DIRECTIONS =>
Show me each line of the listing below where the word "signup" appears.

(LISTED RECORDS Opens)

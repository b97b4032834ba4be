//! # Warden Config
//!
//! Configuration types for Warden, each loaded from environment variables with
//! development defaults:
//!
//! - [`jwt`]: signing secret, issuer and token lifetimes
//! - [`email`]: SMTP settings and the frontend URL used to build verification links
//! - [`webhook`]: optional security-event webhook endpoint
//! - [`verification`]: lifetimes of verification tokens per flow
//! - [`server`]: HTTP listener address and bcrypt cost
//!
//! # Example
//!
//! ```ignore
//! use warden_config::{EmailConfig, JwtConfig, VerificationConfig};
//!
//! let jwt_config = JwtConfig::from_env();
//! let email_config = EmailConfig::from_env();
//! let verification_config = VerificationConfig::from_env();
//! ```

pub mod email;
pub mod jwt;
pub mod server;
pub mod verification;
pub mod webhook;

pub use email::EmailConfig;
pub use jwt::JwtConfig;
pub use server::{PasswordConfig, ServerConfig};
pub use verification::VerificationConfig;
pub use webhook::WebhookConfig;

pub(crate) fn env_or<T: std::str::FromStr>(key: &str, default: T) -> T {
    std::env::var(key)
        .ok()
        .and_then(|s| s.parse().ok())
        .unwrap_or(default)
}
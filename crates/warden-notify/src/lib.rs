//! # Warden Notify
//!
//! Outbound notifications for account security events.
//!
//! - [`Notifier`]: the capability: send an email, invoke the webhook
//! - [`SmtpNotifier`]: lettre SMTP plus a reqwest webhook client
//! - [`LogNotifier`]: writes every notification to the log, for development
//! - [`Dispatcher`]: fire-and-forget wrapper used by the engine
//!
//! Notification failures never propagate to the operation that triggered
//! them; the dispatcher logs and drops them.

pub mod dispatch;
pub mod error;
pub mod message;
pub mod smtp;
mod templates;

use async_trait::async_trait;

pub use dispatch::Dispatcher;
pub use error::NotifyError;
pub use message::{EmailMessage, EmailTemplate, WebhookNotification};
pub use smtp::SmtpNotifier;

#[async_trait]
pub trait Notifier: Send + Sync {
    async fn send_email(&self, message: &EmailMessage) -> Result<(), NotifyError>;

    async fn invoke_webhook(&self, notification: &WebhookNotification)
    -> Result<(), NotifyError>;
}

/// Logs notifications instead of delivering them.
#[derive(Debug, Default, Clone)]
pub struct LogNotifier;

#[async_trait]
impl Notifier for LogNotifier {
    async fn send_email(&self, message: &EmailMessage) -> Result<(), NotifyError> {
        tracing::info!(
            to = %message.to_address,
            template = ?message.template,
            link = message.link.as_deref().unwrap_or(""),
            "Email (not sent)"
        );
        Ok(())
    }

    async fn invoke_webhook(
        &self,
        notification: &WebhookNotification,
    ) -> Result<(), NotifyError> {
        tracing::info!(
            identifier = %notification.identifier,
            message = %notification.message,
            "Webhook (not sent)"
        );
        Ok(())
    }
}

(LISTED RECORDS Closes)
(LISTED RECORDS Opens)

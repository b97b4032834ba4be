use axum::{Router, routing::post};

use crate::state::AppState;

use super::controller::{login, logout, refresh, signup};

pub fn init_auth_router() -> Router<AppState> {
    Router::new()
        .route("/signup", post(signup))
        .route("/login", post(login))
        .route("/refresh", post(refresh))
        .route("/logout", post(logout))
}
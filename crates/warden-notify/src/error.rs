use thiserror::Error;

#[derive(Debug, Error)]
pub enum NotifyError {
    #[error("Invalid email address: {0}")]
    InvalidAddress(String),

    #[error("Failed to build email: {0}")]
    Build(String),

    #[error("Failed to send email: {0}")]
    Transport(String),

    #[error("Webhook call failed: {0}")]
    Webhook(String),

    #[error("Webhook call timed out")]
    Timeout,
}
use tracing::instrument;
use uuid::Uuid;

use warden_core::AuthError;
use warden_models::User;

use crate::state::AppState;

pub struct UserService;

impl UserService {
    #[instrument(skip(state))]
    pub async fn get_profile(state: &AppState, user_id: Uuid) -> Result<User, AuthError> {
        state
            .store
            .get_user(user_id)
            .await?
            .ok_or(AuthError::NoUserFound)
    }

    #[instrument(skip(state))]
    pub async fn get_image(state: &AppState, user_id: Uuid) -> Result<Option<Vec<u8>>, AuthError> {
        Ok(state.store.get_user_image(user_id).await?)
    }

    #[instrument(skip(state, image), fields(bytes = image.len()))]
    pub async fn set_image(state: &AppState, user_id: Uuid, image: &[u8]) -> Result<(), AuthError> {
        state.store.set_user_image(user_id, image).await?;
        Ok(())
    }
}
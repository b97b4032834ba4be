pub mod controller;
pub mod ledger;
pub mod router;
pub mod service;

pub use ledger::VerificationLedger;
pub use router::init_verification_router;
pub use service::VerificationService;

(LISTED RECORDS Closes)

RESULT FOR THIS TASK =>
use super::controller::{login, logout, refresh, signup};
        .route("/signup", post(signup))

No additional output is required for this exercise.